• _Assignment_: Say only how many lines in the entries below contain the word "serde".

(Saved data entries)
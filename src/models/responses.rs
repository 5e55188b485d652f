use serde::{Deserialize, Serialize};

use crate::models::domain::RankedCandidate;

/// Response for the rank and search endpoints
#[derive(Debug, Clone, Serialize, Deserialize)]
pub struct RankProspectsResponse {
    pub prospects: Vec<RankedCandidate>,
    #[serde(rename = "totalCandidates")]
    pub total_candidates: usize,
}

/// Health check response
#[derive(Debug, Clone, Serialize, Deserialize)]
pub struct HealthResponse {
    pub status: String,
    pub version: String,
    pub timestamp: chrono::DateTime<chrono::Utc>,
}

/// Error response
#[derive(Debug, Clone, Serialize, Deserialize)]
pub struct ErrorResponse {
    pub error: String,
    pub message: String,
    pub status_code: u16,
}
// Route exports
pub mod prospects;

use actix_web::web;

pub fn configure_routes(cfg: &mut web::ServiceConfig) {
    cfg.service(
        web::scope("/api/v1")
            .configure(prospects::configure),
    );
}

• _Result of this exercise_: 2